Pays voisins: Russie, Ukraine, Pologne, Lituanie,Lettonie.

Structure de l'État: jusqu'en 1991, la Biélorussie était une république de l'Union soviétique. Depuis 1996, la Biélorussie et la Russie constituent l'«Union des Républiques souveraines».

Recette d'ingérence occidentale

L'Occident aimerait voir Loukachenko mordre la poussière à ces élections et met tout en oeuvre pour y arriver. La recette a fait ses preuves.

Jef Bossuyt & Bert De Belder

La boule de cristal des observateurs

Dimanche 26 février, à l'ONG Partnerstvo, la police biélorusse découvrait des formulaires «exit poll» destinés à des enquêtes à la sortie des bureaux de vote. L'ONG avait l'intention de s'en servir pour déclarer les élections falsifiées. Les résultats «souhaités» étaient fixés à l'avance: Milinkevitch (le candidat de l'Occident), 53,7%, Loukachenko (l'actuel président), 41,3%. Les résultats officiels sont maintenant connus: 82% pour Loukachenko.

L'Occident veut que Loukachenko se plante aux élections. La recette, très simple, a déjà fait ses preuves en 2000 en Yougoslavie, en 2003 en Géorgie et en 2004 en Ukraine:

1. Déclarer les élections falsifiées à l'avance.

2. Fonder et financer un mouvement d'opposition qui gagnera son pouvoir à partir de la rue. En Biélorussie, il s'appelle Zoubr (Le Trident).

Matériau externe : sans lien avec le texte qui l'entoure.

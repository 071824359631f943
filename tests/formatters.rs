//! Integration tests for custom formatters.

use inline_i18n::*;
use std::sync::Arc;

fn phone(value: &Value, _locale: &str, style: Option<&str>) -> String {
    let digits: String = value
        .to_display_string()
        .chars()
        .filter(char::is_ascii_digit)
        .collect();
    if digits.len() != 10 {
        return value.to_display_string();
    }
    match style {
        Some("intl") => format!("+1 {}-{}-{}", &digits[0..3], &digits[3..6], &digits[6..]),
        _ => format!("({}) {}-{}", &digits[0..3], &digits[3..6], &digits[6..]),
    }
}

#[test]
fn test_phone_formatter() {
    let i18n = Interpolator::new();
    i18n.register_formatter("phone", phone).unwrap();

    assert_eq!(
        i18n.render("Call {num, phone}", &vars! { "num" => "2125551234" }, "en"),
        "Call (212) 555-1234"
    );
    assert_eq!(
        i18n.render("Call {num, phone, intl}", &vars! { "num" => "212-555-1234" }, "en"),
        "Call +1 212-555-1234"
    );
}

#[test]
fn test_formatter_receives_locale() {
    let i18n = Interpolator::new();
    i18n.register_formatter("tag", |value: &Value, locale: &str, _style: Option<&str>| {
        format!("{}@{}", value, locale)
    })
    .unwrap();

    assert_eq!(i18n.render("{v, tag}", &vars! { "v" => 7 }, "ko-KR"), "7@ko-KR");
}

#[test]
fn test_reserved_names_leave_registry_unchanged() {
    let i18n = Interpolator::new();
    i18n.register_formatter("upper", |v: &Value, _: &str, _: Option<&str>| {
        v.to_display_string().to_uppercase()
    })
    .unwrap();

    for name in ["plural", "select", "number", "currency", "list", "date", "relativeTime"] {
        let result = i18n.register_formatter(name, |_: &Value, _: &str, _: Option<&str>| String::new());
        assert!(
            matches!(result, Err(I18nError::ReservedFormatterName(ref n)) if n == name),
            "{} should be reserved",
            name
        );
    }
    assert!(matches!(
        i18n.register_formatter("has space", |_: &Value, _: &str, _: Option<&str>| String::new()),
        Err(I18nError::InvalidFormatterName(_))
    ));

    assert_eq!(i18n.formatter_names(), ["upper"]);
    assert_eq!(
        i18n.render("{n, plural, one {# one} other {# many}}", &vars! { "n" => 2 }, "en"),
        "2 many"
    );
}

#[test]
fn test_unregister_restores_placeholder() {
    let i18n = Interpolator::new();
    i18n.register_formatter("upper", |v: &Value, _: &str, _: Option<&str>| {
        v.to_display_string().to_uppercase()
    })
    .unwrap();
    let vars = vars! { "w" => "hi" };

    assert_eq!(i18n.render("{w, upper}!", &vars, "en"), "HI!");
    assert!(i18n.unregister_formatter("upper"));
    assert!(!i18n.unregister_formatter("upper"));
    assert_eq!(i18n.render("{w, upper}!", &vars, "en"), "{w}!");
}

#[test]
fn test_arc_formatter_shared_between_interpolators() {
    struct Shout;

    impl CustomFormatter for Shout {
        fn format(&self, value: &Value, _locale: &str, _style: Option<&str>) -> String {
            format!("{}!", value.to_display_string().to_uppercase())
        }
    }

    let shared: Arc<dyn CustomFormatter> = Arc::new(Shout);
    let a = Interpolator::new();
    let b = Interpolator::new();
    a.register_formatter_arc("shout", Arc::clone(&shared)).unwrap();
    b.register_formatter_arc("shout", shared).unwrap();

    let vars = vars! { "w" => "hey" };
    assert_eq!(a.render("{w, shout}", &vars, "en"), "HEY!");
    assert_eq!(b.render("{w, shout}", &vars, "en"), "HEY!");
}

#[test]
fn test_custom_formatter_inside_plural_branch() {
    let i18n = Interpolator::new();
    i18n.register_formatter("upper", |v: &Value, _: &str, _: Option<&str>| {
        v.to_display_string().to_uppercase()
    })
    .unwrap();

    let template = "{count, plural, one {# file from {who, upper}} other {# files from {who, upper}}}";
    assert_eq!(
        i18n.render(template, &vars! { "count" => 2, "who" => "kim" }, "en"),
        "2 files from KIM"
    );
}
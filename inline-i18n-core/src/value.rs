//! Interpolation variables
//!
//! A template is rendered against a [`Vars`] bag. Every element that needs a
//! particular type goes through an explicit conversion returning
//! [`ConversionError`], which the evaluator turns into the missing-variable
//! placeholder.

use chrono::{DateTime, NaiveDate, NaiveDateTime, TimeZone, Utc};
use std::collections::HashMap;
use std::fmt;
use thiserror::Error;

/// Variables for interpolation, keyed by name.
pub type Vars = HashMap<String, Value>;

/// Build a [`Vars`] bag.
///
/// ```
/// use inline_i18n_core::{vars, Value};
///
/// let vars = vars! { "name" => "Alice", "count" => 3 };
/// assert_eq!(vars["count"], Value::Number(3.0));
/// ```
#[macro_export]
macro_rules! vars {
    () => {
        $crate::Vars::new()
    };
    ($($name:expr => $value:expr),+ $(,)?) => {{
        let mut vars = $crate::Vars::new();
        $(
            vars.insert(::std::string::String::from($name), $crate::Value::from($value));
        )+
        vars
    }};
}

/// A single interpolation value.
#[derive(Debug, Clone, PartialEq)]
pub enum Value {
    String(String),
    Number(f64),
    Date(DateTime<Utc>),
    List(Vec<String>),
}

/// Why a value could not be used where a typed value was needed.
#[derive(Debug, Clone, PartialEq, Eq, Error)]
pub enum ConversionError {
    #[error("'{0}' is not a number")]
    NotANumber(String),

    #[error("'{0}' is not a valid date")]
    InvalidDate(String),

    #[error("expected a list, found {0}")]
    NotAList(&'static str),
}

impl Value {
    /// Name of the variant, for diagnostics.
    pub fn kind(&self) -> &'static str {
        match self {
            Value::String(_) => "string",
            Value::Number(_) => "number",
            Value::Date(_) => "date",
            Value::List(_) => "list",
        }
    }

    /// Coerce to a finite-or-infinite number; NaN and non-numeric text fail.
    ///
    /// Strings are trimmed and parsed; the empty string is rejected. Dates
    /// convert to epoch milliseconds.
    pub fn to_number(&self) -> Result<f64, ConversionError> {
        let n = match self {
            Value::Number(n) => *n,
            Value::String(s) => {
                let trimmed = s.trim();
                match trimmed {
                    "Infinity" | "+Infinity" => f64::INFINITY,
                    "-Infinity" => f64::NEG_INFINITY,
                    _ if trimmed.chars().any(|c| c.is_ascii_alphabetic() && c != 'e' && c != 'E') => {
                        return Err(ConversionError::NotANumber(s.clone()));
                    }
                    _ => trimmed
                        .parse::<f64>()
                        .map_err(|_| ConversionError::NotANumber(s.clone()))?,
                }
            }
            Value::Date(d) => d.timestamp_millis() as f64,
            Value::List(_) => return Err(ConversionError::NotANumber(self.to_display_string())),
        };

        if n.is_nan() {
            Err(ConversionError::NotANumber(self.to_display_string()))
        } else {
            Ok(n)
        }
    }

    /// Coerce to a UTC timestamp.
    ///
    /// Accepts dates, epoch milliseconds, RFC 3339 strings and
    /// `YYYY-MM-DD` / `YYYY-MM-DDTHH:MM:SS` strings (read as UTC).
    pub fn to_datetime(&self) -> Result<DateTime<Utc>, ConversionError> {
        match self {
            Value::Date(d) => Ok(*d),
            Value::Number(ms) if ms.is_finite() => Utc
                .timestamp_millis_opt(ms.round() as i64)
                .single()
                .ok_or_else(|| ConversionError::InvalidDate(self.to_display_string())),
            Value::String(s) => parse_date_string(s.trim())
                .ok_or_else(|| ConversionError::InvalidDate(s.clone())),
            _ => Err(ConversionError::InvalidDate(self.to_display_string())),
        }
    }

    /// Borrow the items of a list value.
    pub fn as_list(&self) -> Result<&[String], ConversionError> {
        match self {
            Value::List(items) => Ok(items),
            other => Err(ConversionError::NotAList(other.kind())),
        }
    }

    /// Plain string form used for `{name}` arguments and select keys.
    ///
    /// Numbers print like JavaScript's `String(n)` (`5`, `1.5`, `NaN`,
    /// `Infinity`), lists join with `,`, dates use RFC 3339.
    pub fn to_display_string(&self) -> String {
        match self {
            Value::String(s) => s.clone(),
            Value::Number(n) => number_to_string(*n),
            Value::Date(d) => d.to_rfc3339_opts(chrono::SecondsFormat::Millis, true),
            Value::List(items) => items.join(","),
        }
    }
}

/// JavaScript-style `String(n)` for numbers.
pub fn number_to_string(n: f64) -> String {
    if n.is_nan() {
        "NaN".to_string()
    } else if n.is_infinite() {
        if n > 0.0 { "Infinity" } else { "-Infinity" }.to_string()
    } else if n == 0.0 {
        "0".to_string()
    } else {
        format!("{}", n)
    }
}

fn parse_date_string(s: &str) -> Option<DateTime<Utc>> {
    if let Ok(d) = DateTime::parse_from_rfc3339(s) {
        return Some(d.with_timezone(&Utc));
    }
    for fmt in ["%Y-%m-%dT%H:%M:%S%.f", "%Y-%m-%dT%H:%M:%S", "%Y-%m-%d %H:%M:%S"] {
        if let Ok(naive) = NaiveDateTime::parse_from_str(s, fmt) {
            return Some(Utc.from_utc_datetime(&naive));
        }
    }
    NaiveDate::parse_from_str(s, "%Y-%m-%d")
        .ok()
        .and_then(|d| d.and_hms_opt(0, 0, 0))
        .map(|naive| Utc.from_utc_datetime(&naive))
}

impl fmt::Display for Value {
    fn fmt(&self, f: &mut fmt::Formatter<'_>) -> fmt::Result {
        f.write_str(&self.to_display_string())
    }
}

impl From<String> for Value {
    fn from(s: String) -> Self {
        Value::String(s)
    }
}

impl From<&str> for Value {
    fn from(s: &str) -> Self {
        Value::String(s.to_string())
    }
}

impl From<f64> for Value {
    fn from(n: f64) -> Self {
        Value::Number(n)
    }
}

impl From<f32> for Value {
    fn from(n: f32) -> Self {
        Value::Number(n as f64)
    }
}

impl From<i32> for Value {
    fn from(n: i32) -> Self {
        Value::Number(n as f64)
    }
}

impl From<i64> for Value {
    fn from(n: i64) -> Self {
        Value::Number(n as f64)
    }
}

impl From<u32> for Value {
    fn from(n: u32) -> Self {
        Value::Number(n as f64)
    }
}

impl From<u64> for Value {
    fn from(n: u64) -> Self {
        Value::Number(n as f64)
    }
}

impl From<usize> for Value {
    fn from(n: usize) -> Self {
        Value::Number(n as f64)
    }
}

impl From<DateTime<Utc>> for Value {
    fn from(d: DateTime<Utc>) -> Self {
        Value::Date(d)
    }
}

impl From<Vec<String>> for Value {
    fn from(items: Vec<String>) -> Self {
        Value::List(items)
    }
}

impl From<Vec<&str>> for Value {
    fn from(items: Vec<&str>) -> Self {
        Value::List(items.into_iter().map(String::from).collect())
    }
}

impl<const N: usize> From<[&str; N]> for Value {
    fn from(items: [&str; N]) -> Self {
        Value::List(items.iter().map(|s| s.to_string()).collect())
    }
}

#[cfg(test)]
mod tests {
    use super::*;

    #[test]
    fn test_number_display() {
        assert_eq!(Value::from(5).to_display_string(), "5");
        assert_eq!(Value::from(1.5).to_display_string(), "1.5");
        assert_eq!(Value::from(-0.0).to_display_string(), "0");
        assert_eq!(Value::from(f64::NAN).to_display_string(), "NaN");
        assert_eq!(Value::from(f64::NEG_INFINITY).to_display_string(), "-Infinity");
    }

    #[test]
    fn test_list_display() {
        assert_eq!(Value::from(["a", "b"]).to_display_string(), "a,b");
    }

    #[test]
    fn test_to_number() {
        assert_eq!(Value::from(" 42 ").to_number(), Ok(42.0));
        assert_eq!(Value::from("1e3").to_number(), Ok(1000.0));
        assert_eq!(Value::from("-Infinity").to_number(), Ok(f64::NEG_INFINITY));
        assert!(Value::from("abc").to_number().is_err());
        assert!(Value::from("inf").to_number().is_err());
        assert!(Value::from("").to_number().is_err());
        assert!(Value::from(f64::NAN).to_number().is_err());
        assert!(Value::from(["1"]).to_number().is_err());
    }

    #[test]
    fn test_to_datetime() {
        let expected = Utc.with_ymd_and_hms(2024, 3, 15, 10, 30, 0).unwrap();

        assert_eq!(Value::from("2024-03-15T10:30:00Z").to_datetime(), Ok(expected));
        assert_eq!(Value::from("2024-03-15T10:30:00").to_datetime(), Ok(expected));
        assert_eq!(
            Value::from(expected.timestamp_millis()).to_datetime(),
            Ok(expected)
        );
        assert_eq!(
            Value::from("2024-06-01").to_datetime(),
            Ok(Utc.with_ymd_and_hms(2024, 6, 1, 0, 0, 0).unwrap())
        );
        assert!(Value::from("yesterday").to_datetime().is_err());
        assert!(Value::from(f64::INFINITY).to_datetime().is_err());
    }

    #[test]
    fn test_as_list() {
        assert_eq!(Value::from(["x"]).as_list().unwrap(), ["x".to_string()]);
        assert_eq!(
            Value::from("x").as_list(),
            Err(ConversionError::NotAList("string"))
        );
    }

    #[test]
    fn test_vars_macro() {
        let vars = vars! { "name" => "Alice", "names" => ["A", "B"] };
        assert_eq!(vars["name"], Value::String("Alice".to_string()));
        assert_eq!(vars["names"].kind(), "list");
        assert!(vars!().is_empty());
    }
}
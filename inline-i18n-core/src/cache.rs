//! Parsed-template cache
//!
//! Keyed by the exact (shorthand-expanded) template text. When full, the
//! oldest inserted entry is evicted first. A capacity of 0 disables caching.

use crate::ast::Message;
use inline_i18n_log::trace;
use parking_lot::Mutex;
use std::collections::{HashMap, VecDeque};
use std::sync::Arc;
use std::sync::atomic::{AtomicU64, Ordering};

struct Entries {
    map: HashMap<String, Arc<Message>>,
    order: VecDeque<String>,
    capacity: usize,
}

impl Entries {
    fn evict_to(&mut self, capacity: usize) {
        while self.map.len() > capacity {
            let Some(oldest) = self.order.pop_front() else {
                break;
            };
            self.map.remove(&oldest);
            trace!(target: "inline_i18n::cache", "evicted parsed template ({} bytes)", oldest.len());
        }
    }
}

/// Cache hit/miss counters.
#[derive(Debug, Default)]
pub struct CacheStats {
    hits: AtomicU64,
    misses: AtomicU64,
}

impl CacheStats {
    pub fn hits(&self) -> u64 {
        self.hits.load(Ordering::Relaxed)
    }

    pub fn misses(&self) -> u64 {
        self.misses.load(Ordering::Relaxed)
    }
}

/// FIFO cache of parsed messages.
///
/// ```
/// use inline_i18n_core::ParseCache;
/// use std::sync::Arc;
///
/// let cache = ParseCache::new(2);
/// cache.insert("a", Arc::new(Vec::new()));
/// cache.insert("b", Arc::new(Vec::new()));
/// cache.insert("c", Arc::new(Vec::new()));
///
/// assert!(cache.get("a").is_none());
/// assert_eq!(cache.len(), 2);
/// ```
pub struct ParseCache {
    entries: Mutex<Entries>,
    stats: CacheStats,
}

impl ParseCache {
    /// Create a cache holding at most `capacity` templates.
    pub fn new(capacity: usize) -> Self {
        Self {
            entries: Mutex::new(Entries {
                map: HashMap::with_capacity(capacity.min(64)),
                order: VecDeque::new(),
                capacity,
            }),
            stats: CacheStats::default(),
        }
    }

    /// Look up a parsed template.
    pub fn get(&self, template: &str) -> Option<Arc<Message>> {
        let found = self.entries.lock().map.get(template).cloned();
        let counter = if found.is_some() {
            &self.stats.hits
        } else {
            &self.stats.misses
        };
        counter.fetch_add(1, Ordering::Relaxed);
        found
    }

    /// Store a parsed template, evicting the oldest entries at capacity.
    pub fn insert(&self, template: &str, message: Arc<Message>) {
        self.insert_if(template, message, || true);
    }

    /// Store a parsed template only if `still_valid` holds.
    ///
    /// `still_valid` runs under the cache lock, so a concurrent
    /// [`clear`](Self::clear) happens either before the check or after the
    /// insert. Returns whether the entry was stored.
    pub fn insert_if<F>(&self, template: &str, message: Arc<Message>, still_valid: F) -> bool
    where
        F: FnOnce() -> bool,
    {
        let mut entries = self.entries.lock();
        if entries.capacity == 0 || !still_valid() {
            return false;
        }
        if entries.map.contains_key(template) {
            entries.map.insert(template.to_string(), message);
            return true;
        }

        let capacity = entries.capacity;
        entries.evict_to(capacity - 1);
        entries.order.push_back(template.to_string());
        entries.map.insert(template.to_string(), message);
        true
    }

    /// Change the capacity, evicting the oldest entries that no longer fit.
    pub fn resize(&self, capacity: usize) {
        let mut entries = self.entries.lock();
        entries.capacity = capacity;
        entries.evict_to(capacity);
    }

    pub fn clear(&self) {
        let mut entries = self.entries.lock();
        entries.map.clear();
        entries.order.clear();
    }

    pub fn len(&self) -> usize {
        self.entries.lock().map.len()
    }

    pub fn is_empty(&self) -> bool {
        self.len() == 0
    }

    pub fn capacity(&self) -> usize {
        self.entries.lock().capacity
    }

    pub fn stats(&self) -> &CacheStats {
        &self.stats
    }
}

impl std::fmt::Debug for ParseCache {
    fn fmt(&self, f: &mut std::fmt::Formatter<'_>) -> std::fmt::Result {
        let entries = self.entries.lock();
        f.debug_struct("ParseCache")
            .field("len", &entries.map.len())
            .field("capacity", &entries.capacity)
            .field("stats", &self.stats)
            .finish()
    }
}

3. Diffuser ses propres résultats électoraux à partir des «exit polls» et déclarer les élections non valables.

4. Mobiliser une masse de jeunes via concerts de rock, repas et godets gratuits. Bloquer les bâtiments officiels et prendre le parlement d'assaut.

En 18 mois, l'UE a voté six résolutions contre la Biélorussie. Le rapport de l'UE, Severin, disait, voici trois mois déjà: «Les élections du 19 mars ne se dérouleront pas librement ni loyalement.» Le ministre belge des Affaires étrangères Karel De Gucht a demandé à la Biélorussie d'inviter des observateurs de l'Organisation pour la Sécurité et Collaboration en Europe (OSCE). Ceux-ci ont joué un rôle important dans les élections précédentes en Ukraine et en Géorgie, qui ont amené au pouvoir des gouvernements pro-occidentaux.1

D'autres initiatives occidentales visant à soutenir l'opposition biélorusse: à Bruxelles, sur la place du Petit-Sablon, on trouve au n° 3 un «Office for Democratic Belarus» (Bureau pour une Biélorussie démocratique). Il est dirigé par Olga Stutchinskaïa, une collaboratrice de l'Assemblée parlementaire de l'Otan. Le 10 février, la dame a été reçue officiellement à Washington par R. Nicholas Burns, le secrétaire d'État adjoint aux Affaires étrangères. Depuis le 26 février, on peut écouter «Window to Europe» (Une fenêtre vers l'Europe), un magazine quotidien d'infos radio d'une heure, explicitement destiné à influencer les élections. De même, TV et Internet ont été incorporés, avec l'aide de l'émetteur russe RTVi et Deutsche Welle. L'opération coûte 2 millions d'euros, mais c'est la Commission européenne qui finance! «Inouï!», écrit De Standaard, et «pas facile à expliquer pour la porte-parole de la Commission.»2

1 De Standaard, 12-13 janvier. · 2 De Standaard, 24 février.